Police found child porn on serial sex criminal Russell Williams’ computer but laid no charges in exchange for him pleading guilty to murder and sexual assault, a new book says.

The former commander of Canada’s largest military airfield wouldn’t admit to downloading pictures of teenaged girls in sexual positions, Globe and Mail reporter Timothy Appleby writes in “A New Kind of Monster.”

A source quoted in the book said Williams couldn’t face the stigma attached to child pornography, though he was willing to plead guilty to murder, rape and a series of bizarre sexually motivated break-ins.

“This is a guy who structured his life around how he saw others act, and that’s how his morality base came about,” said the source, who was involved in the case.

“In the military, you can kill people, it’s accepted … it’s within the realm of human behaviour. And in war, rape is within that realm as well. The one thing that isn’t, and stands outside that, is (sexual abuse of) children.”

“There’s no one else within his group that engages in that, so that would make him truly alone.”

Williams, 48, was convicted in October of first-degree murder in the sex slayings of Cpl. Marie-France Comeau, 37, of Brighton, Ont., and Jessica Lloyd, 27, of Belleville, Ont.

He also pleaded guilty to 82 fetish break-and-enters and thefts as well as two sexual assaults.

Williams methodically chronicled and catalogued his crimes, shooting videos and still photos of himself in the act and amassing a huge collection of undergarments stolen from women and girls. Dozens of gruesome photos were shown during his trial.

Still, little is known about what sparked Williams’ double life and turned him into a predator so late in life.

For most of his life, Williams “was able to control himself and contain himself, but there was a fuse burning,” Appleby said Tuesday.

“I don’t think there was an external catalyst that suddenly turned him into a killer. I think it was an internal decision that he made that he was going to go up the ladder,” he said.

“I think the good side of Russell Williams — and there was a good side — was really quite genuine,” rather than a front meant to dupe those around him, he said.

“It’s just that the dark side, the evil side, though that’s a word I try very hard not to use … became much more powerful than that.”

The book argues that Williams’ sense of shame, strong emotions and close personal attachments set him apart from most serial killers.

Investigators and justice officials quickly realized Williams cared about his wife, the military and his cats — emotions that break with the traditional profile of a sociopath, the book reads.

What’s more, “Williams knew that what he had done was wickedly wrong, and he knew so while he was doing it. And it was the fact that he did so anyway that made him so immensely dangerous.”

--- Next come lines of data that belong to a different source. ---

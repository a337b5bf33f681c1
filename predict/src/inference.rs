use std::path::Path;

use burn::{config::Config, module::Module, record::{CompactRecorder, Recorder, RecorderError}, tensor::{backend::Backend, Data, Shape, Tensor}};
use tracing::debug;

use crate::{classifier::{Classifier, InputShape, InputTensor}, config::{Settings, MODEL_CONFIG_FILE, MODEL_RECORD_FILE}, error::{ArtifactError, PredictError}, model::{ClassifierConfig, Network}};

/// A `Classifier` backed by a burn network restored from disk.
#[derive(Debug)]
pub struct BurnClassifier<B: Backend> {
    config: ClassifierConfig,
    input_shape: InputShape,
    network: Network<B>,
    device: B::Device,
}

impl<B: Backend> BurnClassifier<B> {
    /// Wraps a freshly initialized (untrained) network.
    pub fn init(config: ClassifierConfig, device: B::Device) -> Result<Self, ArtifactError> {
        let network = config.init::<B>(&device)?;
        let input_shape = config.shape();

        Ok(Self { config, input_shape, network, device })
    }

    /// Restores the network described by `config.json` with the weights in
    /// `model.mpk`.
    pub fn load(settings: &Settings, device: B::Device) -> Result<Self, ArtifactError> {
        let config_path = settings.model_config_path();
        let record_path = settings.model_record_path();
        debug!("loading model config from {}", config_path.display());

        let config = ClassifierConfig::load(&config_path).map_err(|err| ArtifactError::Config {
            path: config_path.clone(),
            message: format!("{err:?}"),
        })?;
        let classifier = Self::init(config, device)?;

        let recorder = CompactRecorder::new();
        let record_err = |err: RecorderError| ArtifactError::Record {
            path: record_path.with_extension("mpk"),
            message: format!("{err:?}"),
        };
        let network = match classifier.network {
            Network::Tabular(net) => Network::Tabular(
                net.load_record(recorder.load(record_path.clone(), &classifier.device).map_err(record_err)?),
            ),
            Network::Image(net) => Network::Image(
                net.load_record(recorder.load(record_path.clone(), &classifier.device).map_err(record_err)?),
            ),
        };
        debug!("restored {} model from {}", classifier.input_shape, record_path.display());

        Ok(Self { network, ..classifier })
    }

    /// Writes `config.json` and `model.mpk` into `dir`.
    pub fn save(&self, dir: &Path) -> Result<(), ArtifactError> {
        std::fs::create_dir_all(dir)?;
        self.config.save(dir.join(MODEL_CONFIG_FILE))?;

        let record_path = dir.join(MODEL_RECORD_FILE);
        let result = match &self.network {
            Network::Tabular(net) => net.clone().save_file(record_path.clone(), &CompactRecorder::new()),
            Network::Image(net) => net.clone().save_file(record_path.clone(), &CompactRecorder::new()),
        };
        result.map_err(|err: RecorderError| ArtifactError::Record {
            path: record_path.with_extension("mpk"),
            message: format!("{err:?}"),
        })
    }

    pub fn num_classes(&self) -> usize {
        self.config.num_classes
    }

    fn mismatch(&self, input: &InputTensor) -> PredictError {
        PredictError::Inference(format!(
            "input of shape {:?} does not fit model input {}",
            input.dims(),
            self.input_shape
        ))
    }
}

impl<B: Backend> Classifier for BurnClassifier<B> {
    fn input_shape(&self) -> &InputShape {
        &self.input_shape
    }

    fn predict(&self, input: InputTensor) -> Result<Vec<f32>, PredictError> {
        if input.dims().iter().skip(1).map(|len| Some(*len)).ne(self.input_shape.axes().iter().skip(1).copied()) {
            return Err(self.mismatch(&input));
        }

        let output = match (&self.network, input) {
            (Network::Tabular(net), InputTensor::Tabular { features }) => {
                let len = features.len();
                let features = Tensor::<B, 2>::from_data(Data::new(features, Shape::new([1, len])).convert(), &self.device);
                net.forward(features)
            }
            (Network::Image(net), InputTensor::Image { pixels, height, width, channels }) => {
                let shape = Shape::new([1, height, width, channels]);
                let images = Tensor::<B, 4>::from_data(Data::new(pixels, shape).convert(), &self.device);
                net.forward(images)
            }
            (_, input) => return Err(self.mismatch(&input)),
        };

        Ok(output.flatten::<1>(0, 1).into_data().convert::<f32>().value)
    }
}
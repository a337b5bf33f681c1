use std::{env, path::{Path, PathBuf}};

use tracing::level_filters::LevelFilter;

pub const ARTIFACT_DIR_VAR: &str = "PREDICT_ARTIFACT_DIR";
pub const LOG_VAR: &str = "PREDICT_LOG";

pub const MODEL_CONFIG_FILE: &str = "config.json";
// CompactRecorder appends the `.mpk` extension itself.
pub const MODEL_RECORD_FILE: &str = "model";
pub const LABELS_FILE: &str = "class_names.json";

#[derive(Debug, Clone)]
pub struct Settings {
    pub artifact_dir: PathBuf,
    pub log_level: LevelFilter,
}

impl Settings {
    pub fn from_env() -> Self {
        let artifact_dir = env::var_os(ARTIFACT_DIR_VAR).map(PathBuf::from);
        let exe_dir = env::current_exe()
            .ok()
            .and_then(|exe| exe.parent().map(Path::to_path_buf));
        let log_level = env::var(LOG_VAR).ok();

        Self::resolve(artifact_dir, exe_dir, log_level.as_deref())
    }

    /// Picks the artifact directory (explicit override, then the executable's
    /// directory, then the working directory) and the log level.
    pub fn resolve(artifact_dir: Option<PathBuf>, exe_dir: Option<PathBuf>, log_level: Option<&str>) -> Self {
        let artifact_dir = artifact_dir
            .or(exe_dir)
            .unwrap_or_else(|| PathBuf::from("."));
        let log_level = log_level
            .and_then(|level| level.trim().parse::<LevelFilter>().ok())
            .unwrap_or(LevelFilter::OFF);

        Self { artifact_dir, log_level }
    }

    pub fn model_config_path(&self) -> PathBuf {
        self.artifact_dir.join(MODEL_CONFIG_FILE)
    }

    pub fn model_record_path(&self) -> PathBuf {
        self.artifact_dir.join(MODEL_RECORD_FILE)
    }

    pub fn labels_path(&self) -> PathBuf {
        self.artifact_dir.join(LABELS_FILE)
    }
}
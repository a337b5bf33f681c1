use std::io::{self, Write};

use serde::Serialize;

use crate::{classifier::ModelType, error::PredictError, pipeline::Prediction};

pub const EXIT_SUCCESS: u8 = 0;
pub const EXIT_FAILURE: u8 = 1;

#[derive(Serialize)]
struct ClassConfidence<'a> {
    class: &'a str,
    confidence: f64,
}

#[derive(Serialize)]
struct SuccessPayload<'a> {
    predicted_class: &'a str,
    confidence: f64,
    top_3_predictions: Vec<ClassConfidence<'a>>,
    status: &'static str,
    model_type: ModelType,
}

#[derive(Serialize)]
struct ErrorPayload {
    error: String,
    status: &'static str,
}

/// Renders `outcome` as a single JSON line and returns the exit status.
pub fn emit<W: Write>(out: &mut W, outcome: &Result<Prediction, PredictError>) -> io::Result<u8> {
    let (line, status) = match outcome {
        Ok(prediction) => (success_line(prediction)?, EXIT_SUCCESS),
        Err(err) => (error_line(err)?, EXIT_FAILURE),
    };
    writeln!(out, "{line}")?;
    out.flush()?;

    Ok(status)
}

// Confidences are widened to f64 so they print with full double precision.
fn success_line(prediction: &Prediction) -> io::Result<String> {
    let ranking = &prediction.ranking;
    let payload = SuccessPayload {
        predicted_class: &ranking.best.label,
        confidence: ranking.best.confidence as f64,
        top_3_predictions: ranking
            .top
            .iter()
            .map(|ranked| ClassConfidence { class: &ranked.label, confidence: ranked.confidence as f64 })
            .collect(),
        status: "success",
        model_type: prediction.model_type,
    };

    Ok(serde_json::to_string(&payload)?)
}

fn error_line(err: &PredictError) -> io::Result<String> {
    let payload = ErrorPayload { error: err.to_string(), status: "error" };

    Ok(serde_json::to_string(&payload)?)
}
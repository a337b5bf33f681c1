use std::cmp::Ordering;

use derive_new::new;
use tracing::trace;

use crate::{error::PredictError, labels::LabelMap};

pub const TOP_K: usize = 3;

#[derive(Debug, Clone, PartialEq, new)]
pub struct RankedClass {
    pub index: usize,
    pub label: String,
    pub confidence: f32,
}

#[derive(Debug, Clone, PartialEq)]
pub struct Ranking {
    pub best: RankedClass,
    /// Highest confidence first, at most `TOP_K` entries.
    pub top: Vec<RankedClass>,
}

pub fn rank(confidences: &[f32], labels: &LabelMap) -> Result<Ranking, PredictError> {
    let best = argmax(confidences)
        .ok_or_else(|| PredictError::Inference(String::from("model returned an empty confidence vector")))?;
    let ranked = |index: usize| RankedClass::new(index, labels.label(index), confidences[index]);

    let ranking = Ranking {
        best: ranked(best),
        top: top_k(confidences, TOP_K).into_iter().map(ranked).collect(),
    };
    trace!("best {} ({}) out of {}", ranking.best.label, ranking.best.confidence, confidences.len());

    Ok(ranking)
}

/// First index of the largest value. NaN wins over any number.
pub fn argmax(values: &[f32]) -> Option<usize> {
    let mut best: Option<usize> = None;
    for (idx, value) in values.iter().enumerate() {
        match best {
            Some(current) if ascending(value, &values[current]) != Ordering::Greater => {}
            _ => best = Some(idx),
        }
        if value.is_nan() {
            break;
        }
    }
    best
}

/// The last `k` indices of a stable ascending sort, reversed. Equal values
/// therefore come out with the larger index first.
pub fn top_k(values: &[f32], k: usize) -> Vec<usize> {
    let mut order: Vec<usize> = (0..values.len()).collect();
    order.sort_by(|a, b| ascending(&values[*a], &values[*b]));

    order.into_iter().rev().take(k).collect()
}

/// Numeric order with NaN above everything.
fn ascending(a: &f32, b: &f32) -> Ordering {
    match (a.is_nan(), b.is_nan()) {
        (false, false) => a.partial_cmp(b).unwrap_or(Ordering::Equal),
        (a_nan, b_nan) => a_nan.cmp(&b_nan),
    }
}
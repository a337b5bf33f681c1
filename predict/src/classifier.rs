use serde::Serialize;

use crate::error::PredictError;

/// Expected input shape of a model, batch axis included. Undefined axes
/// (normally the batch axis) are `None`.
#[derive(Debug, Clone, PartialEq, Eq)]
pub struct InputShape(Vec<Option<usize>>);

/// What an `InputShape` describes once its axes are known.
#[derive(Debug, Clone, Copy, PartialEq, Eq)]
pub enum ShapeKind {
    Tabular { features: Option<usize> },
    Image { height: usize, width: usize, channels: usize },
}

impl InputShape {
    pub fn new(axes: Vec<Option<usize>>) -> Self {
        Self(axes)
    }

    pub fn axes(&self) -> &[Option<usize>] {
        &self.0
    }

    pub fn is_image(&self) -> bool {
        self.0.len() == 4
    }

    pub fn kind(&self) -> Result<ShapeKind, PredictError> {
        match self.0.as_slice() {
            [_, features] => Ok(ShapeKind::Tabular { features: *features }),
            [_, height, width, channels] => Ok(ShapeKind::Image {
                height: self.defined(*height, "height")?,
                width: self.defined(*width, "width")?,
                channels: self.defined(*channels, "channels")?,
            }),
            axes => Err(PredictError::ShapeMismatch(format!(
                "unsupported model input shape with {} axes, expected 2 (tabular) or 4 (image)",
                axes.len()
            ))),
        }
    }

    fn defined(&self, axis: Option<usize>, name: &str) -> Result<usize, PredictError> {
        axis.ok_or_else(|| {
            PredictError::ShapeMismatch(format!("model input shape {self} leaves {name} undefined"))
        })
    }
}

impl std::fmt::Display for InputShape {
    fn fmt(&self, f: &mut std::fmt::Formatter<'_>) -> std::fmt::Result {
        let axes: Vec<String> = self
            .0
            .iter()
            .map(|axis| axis.map_or_else(|| "None".to_string(), |len| len.to_string()))
            .collect();
        write!(f, "({})", axes.join(", "))
    }
}

/// A single-sample input, batch axis implied.
#[derive(Debug, Clone, PartialEq)]
pub enum InputTensor {
    /// Shape (1, features).
    Tabular { features: Vec<f32> },
    /// Shape (1, height, width, channels), row-major.
    Image {
        pixels: Vec<f32>,
        height: usize,
        width: usize,
        channels: usize,
    },
}

impl InputTensor {
    pub fn dims(&self) -> Vec<usize> {
        match self {
            InputTensor::Tabular { features } => vec![1, features.len()],
            InputTensor::Image { height, width, channels, .. } => vec![1, *height, *width, *channels],
        }
    }
}

#[derive(Debug, Clone, Copy, PartialEq, Eq, Serialize)]
#[serde(rename_all = "lowercase")]
pub enum ModelType {
    Image,
    Tabular,
}

impl ModelType {
    /// Derived from the model alone, never from the request.
    pub fn of(shape: &InputShape) -> Self {
        if shape.is_image() {
            ModelType::Image
        } else {
            ModelType::Tabular
        }
    }
}

/// A loaded, read-only classification model.
pub trait Classifier {
    fn input_shape(&self) -> &InputShape;

    /// Returns the confidence vector of the single batch element.
    fn predict(&self, input: InputTensor) -> Result<Vec<f32>, PredictError>;
}
use std::{env, io, process::ExitCode};

use predict::{backend::{self, InferenceBackend}, config::Settings, inference::BurnClassifier, labels::LabelMap, logging, pipeline, response};
use tracing::debug;

const EXIT_FATAL: u8 = 2;

fn main() -> ExitCode {
    let settings = Settings::from_env();
    // Nothing is written to stderr unless PREDICT_LOG asks for it.
    logging::init(settings.log_level).ok();
    debug!("artifact directory {}", settings.artifact_dir.display());

    let model = match BurnClassifier::<InferenceBackend>::load(&settings, backend::default_device()) {
        Ok(model) => model,
        Err(err) => {
            eprintln!("predict: {err}");
            return ExitCode::from(EXIT_FATAL);
        }
    };
    let labels = LabelMap::load(&settings.labels_path());

    let args: Vec<String> = env::args_os()
        .skip(1)
        .map(|arg| arg.to_string_lossy().into_owned())
        .collect();
    let outcome = pipeline::predict(&model, &labels, &args, &mut rand::thread_rng());

    match response::emit(&mut io::stdout().lock(), &outcome) {
        Ok(status) => ExitCode::from(status),
        Err(_) => ExitCode::FAILURE,
    }
}
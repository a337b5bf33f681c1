use rand::Rng;

use crate::{classifier::{Classifier, ModelType}, data::{self, Request}, error::PredictError, labels::LabelMap, ranking::{self, Ranking}};

#[derive(Debug, Clone, PartialEq)]
pub struct Prediction {
    pub ranking: Ranking,
    pub model_type: ModelType,
}

/// Resolves the input, runs the model once and ranks its output.
pub fn predict<M, R>(model: &M, labels: &LabelMap, args: &[String], rng: &mut R) -> Result<Prediction, PredictError>
where
    M: Classifier + ?Sized,
    R: Rng,
{
    let request = Request::from_args(args)?;
    let input = data::resolve(&request, model.input_shape(), rng)?;
    let confidences = model.predict(input)?;
    let ranking = ranking::rank(&confidences, labels)?;

    Ok(Prediction {
        ranking,
        model_type: ModelType::of(model.input_shape()),
    })
}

Though Williams isn’t officially considered a serial killer — the term applies to those who kill at least three people — justice officials are convinced he would have continued killing if given the chance, according to the book.

Williams is currently serving a life sentence in Kingston Penitentiary with no possibility of parole for 25 years.

The Canadian Forces stripped him of his rank of colonel after his conviction and burned his uniform — a move that some military veterans say is unprecedented.